Children also learn concepts that are not fixed attributes of an item (such as color) but depend on comparisons between items. There are many important comparative concepts for quantity, size, order and position, including:
- quantity - same, more, less
- size - big, bigger, biggest, bigger than, smaller than
- order - first, second, third …last, before, after
- position - in, on, under, in front, behind, next to
These concepts are important for understanding numbers and calculations.
There is little research into how children learn these basic concepts. There is a small amount of research examining how children learn about shapes and early geometry.
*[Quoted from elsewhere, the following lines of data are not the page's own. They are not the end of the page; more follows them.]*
//! # Stocktake Stages
//!
//! Concrete capture and recognition stage implementations: script-driven
//! camera capture and the HTTP client for the vision service.

mod capture;
mod recognition;

pub use capture::ScriptCapture;
pub use recognition::{HttpRecognition, RecognitionClientConfig};

// Re-export the trait surface for convenience.
pub use stocktake_core::stage::{
    CaptureStage, CaptureStepResult, RecognitionError, RecognitionOutcome, RecognitionStage,
};
//! Robot status signal types

use chrono::{DateTime, Utc};
use serde::{Deserialize, Serialize};
use serde_json::Value;

/// One robot status signal, as published to the signal channel
///
/// `method` is a free-form tag from the robot feed; the values seen in
/// practice are `"start"`, `"outbin"` and `"end"`, but consumers must not
/// assume a closed set.
#[derive(Debug, Clone, Serialize, Deserialize)]
pub struct RobotStatusEvent {
    /// Status tag, e.g. `"end"` when the robot arrives at a bin
    pub method: String,
    /// Opaque data reported alongside the status
    pub payload: Value,
    /// When the orchestrator observed the signal
    pub observed_at: DateTime<Utc>,
}

impl RobotStatusEvent {
    pub fn new(method: impl Into<String>, payload: Value) -> Self {
        Self {
            method: method.into(),
            payload,
            observed_at: Utc::now(),
        }
    }
}
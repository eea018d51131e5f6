use thiserror::Error;

#[derive(Debug, Clone, Copy, PartialEq, Eq)]
pub enum ErrorCode {
    NotFound,
    Conflict,
    InvalidArgument,
    Internal,
}

#[derive(Debug, Error)]
pub enum ApiError {
    #[error("not found: {0}")]
    NotFound(String),
    #[error("conflict: {0}")]
    Conflict(String),
    #[error("invalid argument: {0}")]
    InvalidArgument(String),
    #[error("internal: {0}")]
    Internal(String),
}

impl ApiError {
    pub fn code(&self) -> ErrorCode {
        match self {
            Self::NotFound(_) => ErrorCode::NotFound,
            Self::Conflict(_) => ErrorCode::Conflict,
            Self::InvalidArgument(_) => ErrorCode::InvalidArgument,
            Self::Internal(_) => ErrorCode::Internal,
        }
    }
}
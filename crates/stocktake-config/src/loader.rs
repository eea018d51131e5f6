//! Configuration loading.

use std::fs;
use std::path::Path;

use thiserror::Error;

use crate::StocktakeConfig;

/// Configuration loading errors.
#[derive(Debug, Error)]
pub enum ConfigError {
    #[error("IO error: {0}")]
    Io(#[from] std::io::Error),
    #[error("YAML parse error: {0}")]
    Parse(#[from] serde_yaml::Error),
    #[error("Invalid config: {0}")]
    Invalid(String),
}

/// Load the full configuration from a YAML file.
///
/// Environment overrides are applied after parsing and before validation.
pub fn load_config(path: &Path) -> Result<StocktakeConfig, ConfigError> {
    let content = fs::read_to_string(path)?;
    let mut config: StocktakeConfig = serde_yaml::from_str(&content)?;
    apply_env_overrides(&mut config);
    validate_config(&config)?;
    Ok(config)
}

/// Apply environment variable overrides to a parsed configuration.
///
/// `RCS_BASE_URL` and `RCS_PREFIX` replace the robot endpoint settings
/// when set, matching how the deployment environment points one binary at
/// different control systems.
pub fn apply_env_overrides(config: &mut StocktakeConfig) {
    if let Ok(value) = std::env::var("RCS_BASE_URL") {
        if !value.trim().is_empty() {
            config.robot.base_url = value;
        }
    }
    if let Ok(value) = std::env::var("RCS_PREFIX") {
        config.robot.prefix = value;
    }
}

fn validate_config(config: &StocktakeConfig) -> Result<(), ConfigError> {
    if config.version == 0 {
        return Err(ConfigError::Invalid(
            "version must be greater than 0".to_string(),
        ));
    }

    if config.app.name.trim().is_empty() {
        return Err(ConfigError::Invalid(
            "app.name must not be empty".to_string(),
        ));
    }

    if config.robot.base_url.trim().is_empty() {
        return Err(ConfigError::Invalid(
            "robot.base_url must not be empty".to_string(),
        ));
    }

    if config.recognition.base_url.trim().is_empty() {
        return Err(ConfigError::Invalid(
            "recognition.base_url must not be empty".to_string(),
        ));
    }

    if config.workflow.arrival_timeout_secs == 0 {
        return Err(ConfigError::Invalid(
            "workflow.arrival_timeout_secs must be > 0".to_string(),
        ));
    }

    if config.workflow.poll_interval_ms == 0 {
        return Err(ConfigError::Invalid(
            "workflow.poll_interval_ms must be > 0".to_string(),
        ));
    }

    Ok(())
}
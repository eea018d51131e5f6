//! Store module
//!
//! Storage abstractions for the orchestrator:
//! - InventoryStore: task and bin state persistence
//! - SignalChannel: single-slot, latest-wins robot status channel
//! - AuditLog: operation history
//!
//! Note: concrete implementations live in the stocktake-stores crate.

mod audit_log;
mod inventory_store;
mod signal_channel;

pub use audit_log::{AuditLog, OperationRecord, OperationType};
pub use inventory_store::InventoryStore;
pub use signal_channel::{SignalChannel, SignalError};

use thiserror::Error;

use crate::types::TaskState;

/// Store error types
#[derive(Debug, Error)]
pub enum StoreError {
    #[error("Task not found: {0}")]
    NotFound(String),

    #[error("Task already active: {0}")]
    AlreadyExists(String),

    #[error("Invalid task transition: {from} -> {to}")]
    InvalidTransition { from: TaskState, to: TaskState },

    #[error("Bin not found: task '{task_id}' has no sequence {sequence}")]
    BinNotFound { task_id: String, sequence: u32 },

    #[error("Internal store error: {0}")]
    Internal(String),
}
This suggests that as children move beyond identifying the basic circle, square and equilateral triangle and begin to learn about quadrilaterals, rectangles, and a range of triangles, they progress in a developmental sequence and need to be taught to recognize the essential distinguishing features for each shape.
There is no research we know of looking at how children with Down syndrome learn these concepts. Many will learn some of the simpler concepts for size, color, shape and position during the preschool years as they occur in the first 500 words that most children learn. However, most children will learn about the more difficult comparative concepts during their primary/elementary education.
Teaching children with Down syndrome
While all children with Down syndrome experience learning difficulties and developmental delays, not all aspects of cognition and development are equally affected. In general, there is a pattern of relative developmental strengths and weaknesses that is common among young people with Down syndrome and which can inform more successful teaching approaches.
Some of the key developmental characteristics and adaptations to consider when teaching numbers skills are:
- hearing impairments and speech delays - likely to make it more difficult to discriminate and say all the sounds in number words
- language delay - may mean that children with Down syndrome need to be explicitly taught more of the vocabulary needed for number concepts
- verbal short-term memory difficulties - may make learning the number word list a significant challenge - this may be helped by using written numerals to provide visual prompts from the outset when learning number words and the counting sequence (therefore, earlier than is usual for typically developing children)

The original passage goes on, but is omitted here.